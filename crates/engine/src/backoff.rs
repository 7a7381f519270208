//! Reconnect delay calculation

use rand::Rng;
use std::time::Duration;

/// Lower bound of the jitter factor
pub const JITTER_MIN: f64 = 0.75;
/// Upper bound of the jitter factor
pub const JITTER_MAX: f64 = 1.25;

/// Delay before reconnect number `attempt` (0-based).
///
/// `base * 2^attempt`, scaled by a uniform factor in `[0.75, 1.25]`, then
/// clamped to `cap`.
pub fn compute_delay(attempt: u32, base: Duration, cap: Duration) -> Duration {
    compute_delay_with(attempt, base, cap, &mut rand::thread_rng())
}

/// [`compute_delay`] with a caller-supplied random source
pub fn compute_delay_with<R: Rng + ?Sized>(
    attempt: u32,
    base: Duration,
    cap: Duration,
    rng: &mut R,
) -> Duration {
    // 2^1023 is the largest finite power; the cap takes over long before
    let exponential = base.as_secs_f64() * 2f64.powi(attempt.min(1023) as i32);
    let jittered = exponential * rng.gen_range(JITTER_MIN..=JITTER_MAX);
    Duration::from_secs_f64(jittered.min(cap.as_secs_f64()))
}
//! Bounded in-memory history of received events
//!
//! Kept for debugging and introspection only; it is not a replay log.

use signage_core::LiveEvent;
use std::collections::VecDeque;
use std::sync::{PoisonError, RwLock, RwLockReadGuard, RwLockWriteGuard};

/// Number of events retained by default
pub const DEFAULT_HISTORY_CAPACITY: usize = 100;

/// Thread-safe FIFO window over the most recent events
pub struct EventHistory {
    events: RwLock<VecDeque<LiveEvent>>,
    capacity: usize,
}

impl EventHistory {
    /// Create a history keeping at most `capacity` events
    pub fn with_capacity(capacity: usize) -> Self {
        Self {
            events: RwLock::new(VecDeque::with_capacity(capacity)),
            capacity,
        }
    }

    fn read(&self) -> RwLockReadGuard<'_, VecDeque<LiveEvent>> {
        self.events.read().unwrap_or_else(PoisonError::into_inner)
    }

    fn write(&self) -> RwLockWriteGuard<'_, VecDeque<LiveEvent>> {
        self.events.write().unwrap_or_else(PoisonError::into_inner)
    }

    /// Append an event, evicting the oldest ones past capacity
    pub fn push(&self, event: LiveEvent) {
        let mut events = self.write();
        events.push_back(event);
        while events.len() > self.capacity {
            events.pop_front();
        }
    }

    /// Most recently received event
    pub fn latest(&self) -> Option<LiveEvent> {
        self.read().back().cloned()
    }

    /// Copy of the window, oldest first
    pub fn snapshot(&self) -> Vec<LiveEvent> {
        self.read().iter().cloned().collect()
    }

    pub fn capacity(&self) -> usize {
        self.capacity
    }

    /// Drop every retained event
    pub fn clear(&self) {
        self.write().clear();
    }

    /// Get current number of retained events
    pub fn len(&self) -> usize {
        self.read().len()
    }

    /// Check if history is empty
    pub fn is_empty(&self) -> bool {
        self.len() == 0
    }
}

impl Default for EventHistory {
    fn default() -> Self {
        Self::with_capacity(DEFAULT_HISTORY_CAPACITY)
    }
}
//! HTTP transport for the live event stream

mod client;

pub use client::HttpEventTransport;
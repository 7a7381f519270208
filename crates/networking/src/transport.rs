//! Transport seam between the connection manager and the wire

use crate::sse::SseFrame;
use futures_util::future::BoxFuture;
use futures_util::stream::BoxStream;
use signage_core::Result;

/// Frames of one open connection. Ends when the server closes the stream;
/// an `Err` item that is a transport fault ends the connection as well.
pub type FrameStream = BoxStream<'static, Result<SseFrame>>;

/// Opens push-stream connections.
///
/// The connection manager calls [`open`](EventTransport::open) once per
/// connection attempt and drops the returned stream to close it.
pub trait EventTransport: Send + Sync + 'static {
    /// Open a new stream, resuming after `last_event_id` when the server
    /// supports it.
    fn open(&self, last_event_id: Option<String>) -> BoxFuture<'static, Result<FrameStream>>;
}
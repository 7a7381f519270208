//! Display event payloads

use serde::{Deserialize, Serialize};

/// Payload of the `display.*` events
#[derive(Debug, Clone, PartialEq, Serialize, Deserialize)]
pub struct DisplayEvent {
    pub display_id: i64,
    #[serde(default)]
    pub display_name: String,
    #[serde(default)]
    pub is_online: Option<bool>,
    /// Full display record, when the server includes it
    #[serde(default)]
    pub display: Option<serde_json::Value>,
    #[serde(default)]
    pub slideshow_id: Option<i64>,
    #[serde(default)]
    pub slideshow_name: Option<String>,
}

impl DisplayEvent {
    /// Name for toasts and badges, falling back to the id
    pub fn label(&self) -> String {
        if self.display_name.is_empty() {
            format!("Display #{}", self.display_id)
        } else {
            self.display_name.clone()
        }
    }
}
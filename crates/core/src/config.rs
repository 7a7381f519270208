//! Live connection configuration

use crate::{Error, Result};
use serde::{Deserialize, Serialize};
use std::time::Duration;

/// Path of the server push endpoint, relative to the API base URL
pub const EVENTS_PATH: &str = "/api/events/stream";

/// Options recognized by the live connection.
///
/// Every field has a serde default, so a partial JSON document (or `{}`)
/// deserializes into a usable configuration.
#[derive(Debug, Clone, Serialize, Deserialize)]
#[serde(rename_all = "camelCase")]
pub struct LiveConfig {
    /// Base URL of the admin API (scheme + host, no trailing path)
    #[serde(default = "default_base_url")]
    pub base_url: String,
    /// Session cookie (`name=value`) sent with the stream request
    #[serde(default)]
    pub session_cookie: Option<String>,
    /// Open the connection as soon as the provider is created
    #[serde(default = "default_auto_connect")]
    pub auto_connect: bool,
    /// Base delay in milliseconds for the first reconnect (exponential backoff)
    #[serde(default = "default_base_reconnect_interval_ms")]
    pub base_reconnect_interval_ms: u64,
    /// Upper bound in milliseconds for any reconnect delay
    #[serde(default = "default_max_reconnect_interval_ms")]
    pub max_reconnect_interval_ms: u64,
    /// Number of reconnects scheduled before giving up
    #[serde(default = "default_max_reconnect_attempts")]
    pub max_reconnect_attempts: u32,
    /// Timeout for establishing the stream
    #[serde(default = "default_connect_timeout_ms")]
    pub connect_timeout_ms: u64,
    /// Expected interval between server `ping` events
    #[serde(default = "default_heartbeat_interval_ms")]
    pub heartbeat_interval_ms: u64,
    /// Extra time allowed for a late `ping`
    #[serde(default = "default_heartbeat_grace_ms")]
    pub heartbeat_grace_ms: u64,
    /// How long the "reconnected" confirmation stays up after going online
    #[serde(default = "default_reconnected_banner_ms")]
    pub reconnected_banner_ms: u64,
}

fn default_base_url() -> String { "http://localhost:8000".to_string() }
fn default_auto_connect() -> bool { true }
fn default_base_reconnect_interval_ms() -> u64 { 1000 }
fn default_max_reconnect_interval_ms() -> u64 { 30_000 }
fn default_max_reconnect_attempts() -> u32 { 10 }
fn default_connect_timeout_ms() -> u64 { 10_000 }
fn default_heartbeat_interval_ms() -> u64 { 30_000 }
fn default_heartbeat_grace_ms() -> u64 { 10_000 }
fn default_reconnected_banner_ms() -> u64 { 3000 }

impl Default for LiveConfig {
    fn default() -> Self {
        Self {
            base_url: default_base_url(),
            session_cookie: None,
            auto_connect: default_auto_connect(),
            base_reconnect_interval_ms: default_base_reconnect_interval_ms(),
            max_reconnect_interval_ms: default_max_reconnect_interval_ms(),
            max_reconnect_attempts: default_max_reconnect_attempts(),
            connect_timeout_ms: default_connect_timeout_ms(),
            heartbeat_interval_ms: default_heartbeat_interval_ms(),
            heartbeat_grace_ms: default_heartbeat_grace_ms(),
            reconnected_banner_ms: default_reconnected_banner_ms(),
        }
    }
}

impl LiveConfig {
    /// Create a configuration for the given API base URL
    pub fn new(base_url: impl Into<String>) -> Self {
        Self {
            base_url: base_url.into(),
            ..Default::default()
        }
    }

    /// Full URL of the event stream endpoint
    pub fn events_url(&self) -> String {
        format!("{}{}", self.base_url.trim_end_matches('/'), EVENTS_PATH)
    }

    pub fn base_reconnect_interval(&self) -> Duration {
        Duration::from_millis(self.base_reconnect_interval_ms)
    }

    pub fn max_reconnect_interval(&self) -> Duration {
        Duration::from_millis(self.max_reconnect_interval_ms)
    }

    pub fn connect_timeout(&self) -> Duration {
        Duration::from_millis(self.connect_timeout_ms)
    }

    pub fn heartbeat_interval(&self) -> Duration {
        Duration::from_millis(self.heartbeat_interval_ms)
    }

    pub fn heartbeat_grace(&self) -> Duration {
        Duration::from_millis(self.heartbeat_grace_ms)
    }

    pub fn reconnected_banner(&self) -> Duration {
        Duration::from_millis(self.reconnected_banner_ms)
    }

    /// Reject settings the reconnect loop cannot work with
    pub fn validate(&self) -> Result<()> {
        if !self.base_url.starts_with("http://") && !self.base_url.starts_with("https://") {
            return Err(Error::Config(format!(
                "base URL must be http(s): {}",
                self.base_url
            )));
        }
        if self.base_reconnect_interval_ms == 0 {
            return Err(Error::Config("base reconnect interval must be > 0".to_string()));
        }
        if self.max_reconnect_interval_ms == 0 {
            return Err(Error::Config("max reconnect interval must be > 0".to_string()));
        }
        if self.max_reconnect_interval_ms < self.base_reconnect_interval_ms {
            return Err(Error::Config(
                "max reconnect interval must be >= base reconnect interval".to_string(),
            ));
        }
        if self.connect_timeout_ms == 0 {
            return Err(Error::Config("connect timeout must be > 0".to_string()));
        }
        if self.heartbeat_interval_ms == 0 {
            return Err(Error::Config("heartbeat interval must be > 0".to_string()));
        }
        Ok(())
    }
}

## WHAT THIS TASK INVOLVES
Pull out every line in the material above where "over" occurs.

## EXPECTED ANSWER
    // 2^1023 is the largest finite power; the cap takes over long before
/// Thread-safe FIFO window over the most recent events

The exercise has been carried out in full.